From sunscreen to snogging: Four handy myth-busters to help you navigate this winter

Winter is officially underway, bringing pesky seasonal ills and chills, miserable weather - and endless excuses.

"I can't go for a run in winter, I'll get sick"; "I don't have to wear sunscreen, it's not sunny"; "I don't have to go to work, it's too cold" - sound familiar? 

Hacking winter can be hard.

Monday's episode of The Project went over four handy myth-busting do's and don'ts to help New Zealanders navigate through the cold, hard lies of winter.

Myth #1: No exercise in winter

"If you go out for a run in winter, you'll get sick for sure".

Not quite.

Richard Beddie, CEO of the Exercise Association of NZ, told The Project: "Exercise is one of the best things you can do to strengthen your immune system."
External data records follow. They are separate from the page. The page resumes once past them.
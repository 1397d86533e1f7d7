//! Deterministic feature-hashing embedder
//!
//! Each lowercase alphanumeric token is hashed with FNV-1a into one of
//! `dimension` buckets with a hash-derived sign, and the result is
//! L2-normalized. No model download, identical output on every machine, so
//! it backs offline runs (`embedding.model = "hash"`) and the test suite.

use super::{EmbeddingError, EmbeddingProvider};

const FNV_OFFSET: u64 = 0xcbf2_9ce4_8422_2325;
const FNV_PRIME: u64 = 0x0000_0100_0000_01b3;

pub const DEFAULT_DIMENSION: usize = 384;

#[derive(Debug, Clone)]
pub struct HashEmbedder {
    dimension: usize,
}

impl Default for HashEmbedder {
    fn default() -> Self {
        Self::new(DEFAULT_DIMENSION)
    }
}

impl HashEmbedder {
    pub fn new(dimension: usize) -> Self {
        Self {
            dimension: dimension.max(1),
        }
    }
}

fn fnv1a(bytes: &[u8]) -> u64 {
    let mut hash = FNV_OFFSET;
    for byte in bytes {
        hash ^= u64::from(*byte);
        hash = hash.wrapping_mul(FNV_PRIME);
    }
    hash
}

impl EmbeddingProvider for HashEmbedder {
    fn embed(&self, text: &str) -> Result<Vec<f32>, EmbeddingError> {
        let mut vector = vec![0.0f32; self.dimension];
        let mut tokens = 0usize;

        for token in text
            .split(|c: char| !c.is_alphanumeric())
            .filter(|t| !t.is_empty())
        {
            let hash = fnv1a(token.to_lowercase().as_bytes());
            let bucket = (hash % self.dimension as u64) as usize;
            let sign = if hash >> 63 == 0 { 1.0 } else { -1.0 };
            vector[bucket] += sign;
            tokens += 1;
        }

        if tokens == 0 {
            return Err(EmbeddingError::InvalidInput(
                "Text has no tokens to embed".to_string(),
            ));
        }

        let norm = vector.iter().map(|x| x * x).sum::<f32>().sqrt();
        if norm > 0.0 {
            for x in vector.iter_mut() {
                *x /= norm;
            }
        }

        Ok(vector)
    }

    fn dimension(&self) -> usize {
        self.dimension
    }

    fn model_name(&self) -> &str {
        "hash"
    }
}
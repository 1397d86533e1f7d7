//! Cached lexical structures keyed by corpus size

use serde::{Deserialize, Serialize};
use std::path::PathBuf;
use std::sync::Arc;
use tracing::{debug, info, warn};

use super::{Bm25Model, LexicalError, TfidfModel};
use crate::error::Result;
use crate::storage::{read_blob, write_blob};

/// One versioned cache entry: both models plus the corpus size they were
/// fitted on. Entries are never mutated; a stale entry is replaced wholesale.
#[derive(Debug, Clone, PartialEq, Serialize, Deserialize)]
pub struct LexicalSnapshot {
    pub doc_count: usize,
    pub bm25: Bm25Model,
    pub tfidf: TfidfModel,
}

impl LexicalSnapshot {
    /// Fit both models over the corpus
    pub fn build(corpus: &[String]) -> Self {
        Self {
            doc_count: corpus.len(),
            bm25: Bm25Model::fit(corpus),
            tfidf: TfidfModel::fit(corpus),
        }
    }

    fn to_bytes(&self) -> std::result::Result<Vec<u8>, LexicalError> {
        serde_json::to_vec(self).map_err(|e| LexicalError::Serialization(e.to_string()))
    }

    fn from_bytes(bytes: &[u8]) -> std::result::Result<Self, LexicalError> {
        serde_json::from_slice(bytes).map_err(|e| LexicalError::Corrupt(e.to_string()))
    }
}

/// Loads, validates, rebuilds and persists the lexical snapshot.
///
/// Staleness is judged only by document count: a corpus that was reordered
/// without changing size reuses the old entry.
pub struct LexicalIndexStore {
    path: PathBuf,
    cached: Option<Arc<LexicalSnapshot>>,
    builds: usize,
}

impl LexicalIndexStore {
    pub fn new(path: PathBuf) -> Self {
        Self {
            path,
            cached: None,
            builds: 0,
        }
    }

    /// Return structures valid for `corpus`, rebuilding when the stored
    /// document count differs from `corpus.len()`.
    pub fn get_or_build(&mut self, corpus: &[String]) -> Result<Arc<LexicalSnapshot>> {
        let doc_count = corpus.len();

        if let Some(cached) = &self.cached {
            if cached.doc_count == doc_count {
                debug!("Using in-memory lexical snapshot ({} docs)", doc_count);
                return Ok(Arc::clone(cached));
            }
        }

        if let Some(stored) = self.load() {
            if stored.doc_count == doc_count {
                info!("Loaded lexical snapshot from disk ({} docs)", doc_count);
                let stored = Arc::new(stored);
                self.cached = Some(Arc::clone(&stored));
                return Ok(stored);
            }
            info!(
                "Lexical snapshot is stale ({} docs stored, {} in corpus); rebuilding",
                stored.doc_count, doc_count
            );
        } else {
            info!("No usable lexical snapshot; building");
        }

        let snapshot = LexicalSnapshot::build(corpus);
        self.builds += 1;
        self.persist(&snapshot)?;

        let snapshot = Arc::new(snapshot);
        self.cached = Some(Arc::clone(&snapshot));
        Ok(snapshot)
    }

    /// Number of times the models were fitted by this store
    pub fn build_count(&self) -> usize {
        self.builds
    }

    /// Document count of the persisted entry, if one can be read
    pub fn stored_doc_count(&self) -> Option<usize> {
        self.load().map(|s| s.doc_count)
    }

    fn load(&self) -> Option<LexicalSnapshot> {
        let bytes = match read_blob(&self.path) {
            Ok(Some(bytes)) => bytes,
            Ok(None) => return None,
            Err(e) => {
                warn!("Failed to read lexical snapshot, ignoring it: {}", e);
                return None;
            }
        };

        match LexicalSnapshot::from_bytes(&bytes) {
            Ok(snapshot) => Some(snapshot),
            Err(e) => {
                warn!("Discarding unreadable lexical snapshot: {}", e);
                None
            }
        }
    }

    fn persist(&self, snapshot: &LexicalSnapshot) -> Result<()> {
        let bytes = snapshot.to_bytes()?;
        let compressed = write_blob(&self.path, &bytes)?;
        debug!(
            "Saved lexical snapshot to {} ({} bytes, compressed: {})",
            self.path.display(),
            bytes.len(),
            compressed
        );
        Ok(())
    }
}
Myth #2: Bubs will be fine

"You've got nothing to worry about, everyone knows babies run hot - it's adults who need to worry."

BEEP. Wrong.

"Babies generate a heck of a lot of heat, but they lose heat equally as quickly," says Dr John Cameron from the Westmere Medical Centre.

Cameron suggests dressing bubs in one extra layer of clothing than you normally would, to help keep that perfect cosy temperature.

Myth #3: You don't need sunscreen

"You don't need sunscreen in winter!"

If a personal goal is to resemble a prune in later life, keep thinking that way.

"The need for sunscreen over winter is less than what you'd need in summer, but for skin that has been damaged by sun [whether it be frequent sunburn or other visible signs of sun damage] - you should be applying sunscreen on a daily basis," says Cameron.

Bonus Myth: To snog...or not to snog

If "no, I'm sick. I don't want to give it to you" is a go-to excuse for maintaining personal space, here's the justification behind it.

Professor Bruce Arroll from the University of Auckland says while kissing someone doesn't automatically infect the recipient with puke-carrying particles, "breathing in virus-laden breath" is best avoided - the smell itself is bad enough.

Now Kiwis are equipped with an arsenal of winter-tackling weapons, run off into the rain - and feel free to snog away.